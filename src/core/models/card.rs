//! Card model
//!
//! A card is read-only to the core: it is built once from the board source
//! and only inspected afterwards.

use chrono::{DateTime, Utc};
use serde::{Deserialize, Serialize};

/// A card on the board
#[derive(Debug, Clone, PartialEq, Eq, Serialize, Deserialize)]
pub struct Card {
    /// Opaque, stable identifier
    pub id: String,

    /// Short identifier used in card URLs (`/c/<short_link>`)
    pub short_link: String,

    /// Card title
    pub name: String,

    /// Short URL of the card
    pub url: String,

    /// List the card currently belongs to
    pub list_id: String,

    /// Names of the labels attached to the card
    pub label_names: Vec<String>,

    /// Last recorded change to the card
    pub last_activity: DateTime<Utc>,
}

impl Card {
    /// Create a card with only the fields the burndown needs
    ///
    /// The short link defaults to the id; name and URL are empty.
    pub fn new(
        id: impl Into<String>,
        list_id: impl Into<String>,
        last_activity: DateTime<Utc>,
    ) -> Self {
        let id = id.into();
        Self {
            short_link: id.clone(),
            id,
            name: String::new(),
            url: String::new(),
            list_id: list_id.into(),
            label_names: Vec::new(),
            last_activity,
        }
    }

    /// Set the card title
    #[must_use]
    pub fn with_name(mut self, name: impl Into<String>) -> Self {
        self.name = name.into();
        self
    }

    /// Set the short link and the URL derived from it
    #[must_use]
    pub fn with_short_link(mut self, short_link: impl Into<String>) -> Self {
        self.short_link = short_link.into();
        self.url = format!("https://trello.com/c/{}", self.short_link);
        self
    }

    /// Attach labels by name
    #[must_use]
    pub fn with_labels<I, S>(mut self, labels: I) -> Self
    where
        I: IntoIterator<Item = S>,
        S: Into<String>,
    {
        self.label_names.extend(labels.into_iter().map(Into::into));
        self
    }

    /// Whether a pinned identifier refers to this card
    ///
    /// Pasted card URLs carry the short link, API payloads carry the full id;
    /// either one identifies the card.
    #[must_use]
    pub fn is_identified_by(&self, id: &str) -> bool {
        self.id == id || self.short_link == id
    }

    /// Whether the card carries a label with the given name
    #[must_use]
    pub fn has_label(&self, name: &str) -> bool {
        self.label_names.iter().any(|l| l == name)
    }
}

════

> _Work order_
The response must consist solely of the lines from the first line of the entries through the line containing "the full id;", repeated exactly.

> _Response box_
filename src/core/models/card.rs
//! Card model
//!
//! A card is read-only to the core: it is built once from the board source
//! and only inspected afterwards.

use chrono::{DateTime, Utc};
use serde::{Deserialize, Serialize};

/// A card on the board
#[derive(Debug, Clone, PartialEq, Eq, Serialize, Deserialize)]
pub struct Card {
    /// Opaque, stable identifier
    pub id: String,

    /// Short identifier used in card URLs (`/c/<short_link>`)
    pub short_link: String,

    /// Card title
    pub name: String,

    /// Short URL of the card
    pub url: String,

    /// List the card currently belongs to
    pub list_id: String,

    /// Names of the labels attached to the card
    pub label_names: Vec<String>,

    /// Last recorded change to the card
    pub last_activity: DateTime<Utc>,
}

impl Card {
    /// Create a card with only the fields the burndown needs
    ///
    /// The short link defaults to the id; name and URL are empty.
    pub fn new(
        id: impl Into<String>,
        list_id: impl Into<String>,
        last_activity: DateTime<Utc>,
    ) -> Self {
        let id = id.into();
        Self {
            short_link: id.clone(),
            id,
            name: String::new(),
            url: String::new(),
            list_id: list_id.into(),
            label_names: Vec::new(),
            last_activity,
        }
    }

    /// Set the card title
    #[must_use]
    pub fn with_name(mut self, name: impl Into<String>) -> Self {
        self.name = name.into();
        self
    }

    /// Set the short link and the URL derived from it
    #[must_use]
    pub fn with_short_link(mut self, short_link: impl Into<String>) -> Self {
        self.short_link = short_link.into();
        self.url = format!("https://trello.com/c/{}", self.short_link);
        self
    }

    /// Attach labels by name
    #[must_use]
    pub fn with_labels<I, S>(mut self, labels: I) -> Self
    where
        I: IntoIterator<Item = S>,
        S: Into<String>,
    {
        self.label_names.extend(labels.into_iter().map(Into::into));
        self
    }

    /// Whether a pinned identifier refers to this card
    ///
    /// Pasted card URLs carry the short link, API payloads carry the full id;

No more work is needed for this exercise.